- **Exercise requirements**
Read the lines below. Copy out any that hold the string "models".

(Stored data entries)

---*---

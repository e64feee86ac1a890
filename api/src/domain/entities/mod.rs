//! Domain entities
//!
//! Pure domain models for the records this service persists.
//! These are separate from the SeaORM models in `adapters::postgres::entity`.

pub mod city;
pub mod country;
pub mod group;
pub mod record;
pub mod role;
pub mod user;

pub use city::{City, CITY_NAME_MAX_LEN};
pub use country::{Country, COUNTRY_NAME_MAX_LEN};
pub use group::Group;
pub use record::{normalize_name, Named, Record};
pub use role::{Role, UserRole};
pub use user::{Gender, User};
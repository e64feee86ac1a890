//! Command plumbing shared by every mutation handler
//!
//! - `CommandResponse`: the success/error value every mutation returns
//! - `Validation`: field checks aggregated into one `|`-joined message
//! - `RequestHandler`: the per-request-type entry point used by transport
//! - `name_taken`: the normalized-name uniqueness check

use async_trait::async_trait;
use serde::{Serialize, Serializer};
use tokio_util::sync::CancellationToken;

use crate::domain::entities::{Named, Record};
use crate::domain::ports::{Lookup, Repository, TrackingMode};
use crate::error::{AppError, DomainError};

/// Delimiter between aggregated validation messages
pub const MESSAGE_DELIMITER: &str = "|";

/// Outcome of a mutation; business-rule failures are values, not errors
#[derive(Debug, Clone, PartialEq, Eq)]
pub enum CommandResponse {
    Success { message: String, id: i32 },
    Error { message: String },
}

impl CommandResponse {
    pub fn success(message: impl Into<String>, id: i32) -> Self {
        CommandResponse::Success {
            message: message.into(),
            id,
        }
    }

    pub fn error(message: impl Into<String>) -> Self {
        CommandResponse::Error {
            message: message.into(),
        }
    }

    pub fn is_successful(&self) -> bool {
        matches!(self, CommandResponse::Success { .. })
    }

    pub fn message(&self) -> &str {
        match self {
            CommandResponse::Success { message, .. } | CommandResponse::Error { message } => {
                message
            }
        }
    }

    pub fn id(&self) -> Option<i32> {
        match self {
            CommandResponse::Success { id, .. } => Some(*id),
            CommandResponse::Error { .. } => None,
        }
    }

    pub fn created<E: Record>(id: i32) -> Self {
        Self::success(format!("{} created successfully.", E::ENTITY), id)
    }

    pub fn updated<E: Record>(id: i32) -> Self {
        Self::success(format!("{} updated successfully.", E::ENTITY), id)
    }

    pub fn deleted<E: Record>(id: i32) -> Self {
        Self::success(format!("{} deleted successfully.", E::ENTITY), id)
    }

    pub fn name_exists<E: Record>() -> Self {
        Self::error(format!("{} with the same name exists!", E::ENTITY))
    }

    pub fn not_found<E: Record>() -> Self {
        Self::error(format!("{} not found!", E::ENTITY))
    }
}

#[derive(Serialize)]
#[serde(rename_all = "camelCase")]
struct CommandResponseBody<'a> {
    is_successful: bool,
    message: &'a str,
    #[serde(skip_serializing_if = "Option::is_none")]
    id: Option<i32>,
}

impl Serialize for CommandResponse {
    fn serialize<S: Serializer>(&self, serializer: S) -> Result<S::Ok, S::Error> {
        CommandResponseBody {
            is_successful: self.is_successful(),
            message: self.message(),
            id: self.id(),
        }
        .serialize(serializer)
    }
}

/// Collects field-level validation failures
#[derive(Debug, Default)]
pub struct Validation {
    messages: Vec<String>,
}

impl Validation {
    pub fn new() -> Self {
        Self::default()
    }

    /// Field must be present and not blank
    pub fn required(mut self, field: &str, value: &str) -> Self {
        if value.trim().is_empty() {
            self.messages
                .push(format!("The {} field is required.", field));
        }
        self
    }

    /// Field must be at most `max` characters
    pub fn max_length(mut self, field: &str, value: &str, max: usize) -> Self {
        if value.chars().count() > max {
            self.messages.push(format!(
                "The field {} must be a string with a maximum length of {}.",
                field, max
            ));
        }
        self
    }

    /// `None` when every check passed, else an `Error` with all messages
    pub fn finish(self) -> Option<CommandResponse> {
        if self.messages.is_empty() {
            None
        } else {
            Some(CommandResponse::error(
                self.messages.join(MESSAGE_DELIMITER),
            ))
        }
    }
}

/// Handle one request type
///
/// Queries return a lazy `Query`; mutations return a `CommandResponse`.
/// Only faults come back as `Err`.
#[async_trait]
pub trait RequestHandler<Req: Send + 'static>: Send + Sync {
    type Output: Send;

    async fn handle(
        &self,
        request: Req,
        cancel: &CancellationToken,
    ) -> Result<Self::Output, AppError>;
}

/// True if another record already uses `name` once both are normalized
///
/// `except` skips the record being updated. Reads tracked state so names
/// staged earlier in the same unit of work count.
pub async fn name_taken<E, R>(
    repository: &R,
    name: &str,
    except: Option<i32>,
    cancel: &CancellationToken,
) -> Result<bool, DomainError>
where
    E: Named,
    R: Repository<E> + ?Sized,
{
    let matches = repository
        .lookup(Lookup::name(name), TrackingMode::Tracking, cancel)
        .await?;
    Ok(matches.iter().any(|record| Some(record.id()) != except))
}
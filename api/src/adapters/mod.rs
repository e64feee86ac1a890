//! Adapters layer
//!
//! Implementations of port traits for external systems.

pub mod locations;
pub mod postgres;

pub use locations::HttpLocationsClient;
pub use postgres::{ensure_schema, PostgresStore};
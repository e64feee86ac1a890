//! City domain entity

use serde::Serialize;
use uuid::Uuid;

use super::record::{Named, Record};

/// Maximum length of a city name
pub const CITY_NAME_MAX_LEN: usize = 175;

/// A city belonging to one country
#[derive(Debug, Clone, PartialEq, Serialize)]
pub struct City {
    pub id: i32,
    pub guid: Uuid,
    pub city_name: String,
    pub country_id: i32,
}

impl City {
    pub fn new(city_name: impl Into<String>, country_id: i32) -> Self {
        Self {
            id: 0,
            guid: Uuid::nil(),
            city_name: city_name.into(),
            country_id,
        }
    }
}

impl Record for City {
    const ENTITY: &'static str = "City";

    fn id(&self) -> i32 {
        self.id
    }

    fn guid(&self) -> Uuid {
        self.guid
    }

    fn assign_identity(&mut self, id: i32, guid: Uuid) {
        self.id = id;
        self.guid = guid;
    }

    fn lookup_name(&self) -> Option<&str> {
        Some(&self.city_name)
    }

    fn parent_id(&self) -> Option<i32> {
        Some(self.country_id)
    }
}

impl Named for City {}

---*---

- **Exercise solution**
//! Pure domain models for the records this service persists.
//! These are separate from the SeaORM models in `adapters::postgres::entity`.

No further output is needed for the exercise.